18   anotheraccount   2016 Apr 16, 8:47am  

Logan Mohtashami says

However, due to demographics I didn't believe we had the consumption based capacity to run through the numbers to have a break away economy

It's not all demographics. Cheap rates have allowed companies to merge that should not. Then they look for synergies and ways to cap costs in order to pay back already ultra low rate bonds. Companies that could be investing in new products are buying back shares instead. You say there is not demand. That's chicken and the egg problem. If all companies were not buying back shares they would be demand from higher wages they are paying employees.

One hope at this point is that minimum wage laws will spread and put upward pressure on wages for everybody.

19   _   2016 Apr 16, 8:56am  

tr6 says

It's not all demographics.

You're correct, it's not all demographics

Globalization and Technology have killed inflation in the sense of it spiraling out of control and rates can stay low for a long time as the History of the U.S. has been low rates

We can have pocket inflation where we see it in some sectors

The one thing to note... PCE inflation vs CPI have been deviating from each other for some time now and PCE inflation has been below 2% 50% of the time over the last 20 years and in time where the Fed Funds rate has been over 4%

20   NDrLoR   2016 Apr 16, 8:56am  

bgamall4 says

(it has taken 8 years already)

What is that definition of insanity, something like doing the same thing over and over again and expecting different results? Maybe Janet Yellen needs counseling.

21   _   2016 Apr 16, 9:07am  

bgamall4 says

The last time people trusted the Fed to keep their real estate values stable, look what happened, Logan.

Poor underwriting leading to mass speculation and a cash out craze from 2004-2006.

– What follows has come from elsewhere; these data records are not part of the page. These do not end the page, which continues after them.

//! Web Storage 封装模块
//!
//! 使用 `web_sys::Storage` 访问 localStorage / sessionStorage。

/// 浏览器存储区域
#[derive(Debug, Clone, Copy, PartialEq, Eq)]
pub enum Storage {
    /// 持久保存，关闭浏览器后仍在
    Local,
    /// 仅当前标签页会话有效
    Session,
}

impl Storage {
    fn area(self) -> Option<web_sys::Storage> {
        let window = web_sys::window()?;
        match self {
            Storage::Local => window.local_storage().ok()?,
            Storage::Session => window.session_storage().ok()?,
        }
    }

    /// 键不存在或存储不可用时返回 `None`
    pub fn get(self, key: &str) -> Option<String> {
        self.area()?.get_item(key).ok()?
    }

    pub fn set(self, key: &str, value: &str) -> bool {
        self.area()
            .and_then(|s| s.set_item(key, value).ok())
            .is_some()
    }

    pub fn delete(self, key: &str) -> bool {
        self.area()
            .and_then(|s| s.remove_item(key).ok())
            .is_some()
    }
}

In this cycle we have none of that.

Rates went up once in this cycle on the long end and what happened

18 months of negative purchase application numbers leading to an adjusted to population the lowest level on Mortgage Demand ever recorded U.S. history in 2014 and
Prices still went up because inventory is too low and their are no distress homes coming onto the market

Low rates haven't spurred any speculation

It was the over inverted thesis on non capacity owning debt that lead to the massive spike in housing inventory

Professor Sufi from Chicago Booth and I have talked about this over the years, there is a great You Tube Clip at the Conference in San Francisco in 2013 talking about this very subject

22   _   2016 Apr 16, 9:21am  

bgamall4 says

And Logan, home builders don't build too quickly when there are low interest rates and banks are not lending.

That's more an economic issue and working from an over investment thesis from the last cycle. Demographic economics were good from 1996-2007, that was a real warranted economic fact but still the cycle lead to speculation and all over heated speculation economic sectors end badly

23   _   2016 Apr 16, 9:23am  

New homes are just simply expensive too and factor why we have had the worst recovery ever on new home sales even with the lowest rates ever post WWII

24   _   2016 Apr 16, 9:26am  

bgamall4 says

Had the Fed kept the money supply stable,

If the lending standards of today were allowed to take hold back in 1996 ... the housing market would have looked a lot different from 1996-2007

25   _   2016 Apr 16, 9:29am  

bgamall4 says

That is where I see the Fed as being part of the conspiracy

:-) you're certainly an interesting man Gary, I remember our chats going back to the BusinessInsider days, now Joey is at Bloomberg

26   _   2016 Apr 16, 9:34am  

bgamall4 says

I am trying to get to the bottom of it,

tenacity is always an admirable trait

If you learn;
Teach.
When you yearn;
Reach.
If you're last;
Run.
Catch up fast
Son!
If you're stopped;
Go.
Make your fast
Slow.
Let your last breath
Be your last blow.

27   _   2016 Apr 16, 9:40am  

bgamall4 says

mispricing risk?

I believed that the Fed and a lot people didn't understand what the concept of non capacity debt is and how that multiplier impact can be damaging to the economy as it gives a false reality.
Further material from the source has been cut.